Last month I wouldn’t have been able to tell you what a supercar is. But last Friday, I stood among a select crowd watching as a crane hoisted one atop a new luxury tower called “First Light” at 3rd and Virginia in downtown Seattle. And we’re not talking just any old supercar. It was a McLaren Elva, which sells for $1,695,000 — that’s before you add bespoke options like exposed carbon fiber body panels, or a 24 karat gold heat shield for the engine compartment.

The Elva has no roof, no windows, and no windshield. This one was a deep purple hue, almost black until hit by the light. As we waited for liftoff, I chatted with the head of the public relations firm that invited the media. This was kind of an anti-Seattle thing to be doing, he offered, by which I think he meant out of step with the city’s culture and vibe. But it was the sort of thing Seattle needs more of. Helping to revitalize downtown and all that.

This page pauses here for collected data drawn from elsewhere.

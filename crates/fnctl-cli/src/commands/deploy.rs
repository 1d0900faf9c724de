//! Deploy command - build when needed and deploy to the cluster

use std::collections::HashMap;
use std::path::Path;
use std::time::Duration;

use console::style;
use fnctl_core::{ConfigResolver, FunctionDescriptor, LayerValues, envs::parse_env_args};
use fnctl_deploy::{
    ClusterContext, Executor, ExecutorOptions, FileStore, FunctionStore, KubeconfigContext,
    Operation, Report, knative, plan,
};

use crate::cli::DeployArgs;
use crate::commands::{environment, finish, function_root, interruptible, print_notices, resolve};
use crate::error::Result;

pub async fn run(args: DeployArgs) -> Result<()> {
    let root = function_root(&args.path)?;
    let env = environment();
    let store = FileStore::new();

    if args.dry_run {
        let f = store.load(&root).await?;
        return dry_run(f, &env, args.flags(), &args.env, &KubeconfigContext);
    }

    let mut options = ExecutorOptions::default();
    if let Some(seconds) = args.timeout {
        options = options.with_timeout(Duration::from_secs(seconds));
    }
    let collaborators = knative::connect(env.clone()).await?;
    let executor = Executor::new(collaborators).with_options(options);

    let report = execute(&store, &executor, &root, &env, args.flags(), &args.env).await?;
    print_report(&report);
    Ok(())
}

/// Apply `--env` changes to the loaded function
fn apply_env_args(f: &mut FunctionDescriptor, env_args: &[String]) -> Result<()> {
    if env_args.is_empty() {
        return Ok(());
    }
    let changes = parse_env_args(env_args)?;
    f.run.envs = changes.apply(std::mem::take(&mut f.run.envs))?;
    Ok(())
}

/// Load, deploy and save the function at `root`
pub async fn execute(
    store: &dyn FunctionStore,
    executor: &Executor,
    root: &Path,
    env: &HashMap<String, String>,
    flags: LayerValues,
    env_args: &[String],
) -> Result<Report> {
    let mut f = store.load(root).await?;
    let config = resolve(ConfigResolver::new(), &f, env, flags)?;
    apply_env_args(&mut f, env_args)?;

    println!(
        "{} Deploying function {}",
        style("→").blue().bold(),
        style(&f.name).cyan()
    );
    let outcome = interruptible(executor.deploy(&mut f, &config)).await;
    finish(store, &f, outcome).await
}

fn dry_run(
    mut f: FunctionDescriptor,
    env: &HashMap<String, String>,
    flags: LayerValues,
    env_args: &[String],
    context: &dyn ClusterContext,
) -> Result<()> {
    let config = resolve(ConfigResolver::new(), &f, env, flags)?;
    apply_env_args(&mut f, env_args)?;
    config.apply_to(&mut f);
    let plan = plan(Operation::Deploy, &f, &config, context)?;

    println!(
        "{} Dry run - {} would {}",
        style("✓").green().bold(),
        style(&f.name).cyan(),
        plan.decision
    );
    println!("  image:     {} ({})", plan.target, plan.state);
    println!(
        "  namespace: {} (from {})",
        style(&plan.namespace.namespace).yellow(),
        plan.namespace.source
    );
    print_notices(&plan.namespace.notices());
    Ok(())
}

fn print_report(report: &Report) {
    if let Some(image) = &report.built_image {
        println!("{} Function built: {}", style("✓").green().bold(), image);
    }
    if let Some(digest) = &report.digest {
        println!("{} Pushed {}", style("✓").green().bold(), digest);
    }
    print_notices(&report.notices);

    let namespace = report.namespace.as_deref().unwrap_or_default();
    let status = report
        .status
        .map(|s| s.to_string())
        .unwrap_or_else(|| "deployed".to_string());
    match &report.url {
        Some(url) => println!(
            "{} Function {} in namespace {:?} and exposed at URL:\n  {}",
            style("✓").green().bold(),
            status,
            namespace,
            style(url).cyan()
        ),
        None => println!(
            "{} Function {} in namespace {:?}",
            style("✓").green().bold(),
            status,
            namespace
        ),
    }
}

Strapped to its platform, the McLaren Elva ascended, and meantime we rode 47 floors up a very fast elevator to the rooftop pool deck, onto which the car was shortly lowered. It was sunny, the sky blue and the views tremendous. First Light’s future inhabitants will be able to gaze at the Space Needle and drink in the Sound (no, not literally) while lounging in the jacuzzi or turning morning laps in the pool. The Elva did look kinda neat sitting up there against all that scenery.

Still, I have to confess the whole procedure left me a little cold, which was disappointing. I expected to feel something, y’know?

Instead, I found myself hoping for a mild calamity. Maybe the wind would swing the car into the side of the building. Or maybe the car would roll off the platform and plunge into the pool. Nothing that would cause injury to a person, of course. Just the thrill of some extraordinarily expensive property damage. The PR people should have thought of that, really. “We’re going to set a McLaren Elva on fire on top of a downtown condo tower.” That would bring the cameras!

  • A crane lowers the sport car at the edge of the hottub with the Space Needle and uptown view in the background.

To be fair, I’m probably not the right person to write about this. I have no interest in car racing or, for that matter, in cars. (I did watch Heart Like a Wheel last year, though. That was cool.) The closest I’ve come to car ownership was driving my parents’ little red Mazda truck around my upstate NY hometown at the cusp of the millennium. When I do drive, my husband makes fun of me for white-knuckling the steering wheel and staying solidly sub speed limit while other drivers zip past. Zero to 62 in under three seconds in the McLaren Elva? No, thanks.

It turns out I may not be the only one who’s uninterested. When the Elva was first announced in 2019, McLaren planned to limit production to 399 cars. The following year that was bumped down to 249, then again to 149. Not due to flaccid demand but, the company’s CEO explained, because customers thought the car should be “more exclusive” — now that’s a spin only available to the producers of true luxury goods. And now, several years after the model hit the market, the Elva appears in this publicity stunt. Take my speculation with a grain of salt since I know nothing about the luxury car market and didn’t think to ask how many Elvas have already been sold, but maybe there just aren’t 149 ultrarich people on Earth who want to own this very impractical supercar.

McLaren shows off its butterfly doors for credentialed media. (Doug Trumm)

Of course, the pointlessness is kind of the point. Reviews with titles like “The McLaren Elva Is a Crazy $2 Million Supercar You Can Barely Use” and “McLaren Elva Is a $1.69 Million Toy with No Windshield” are giddy, not critical.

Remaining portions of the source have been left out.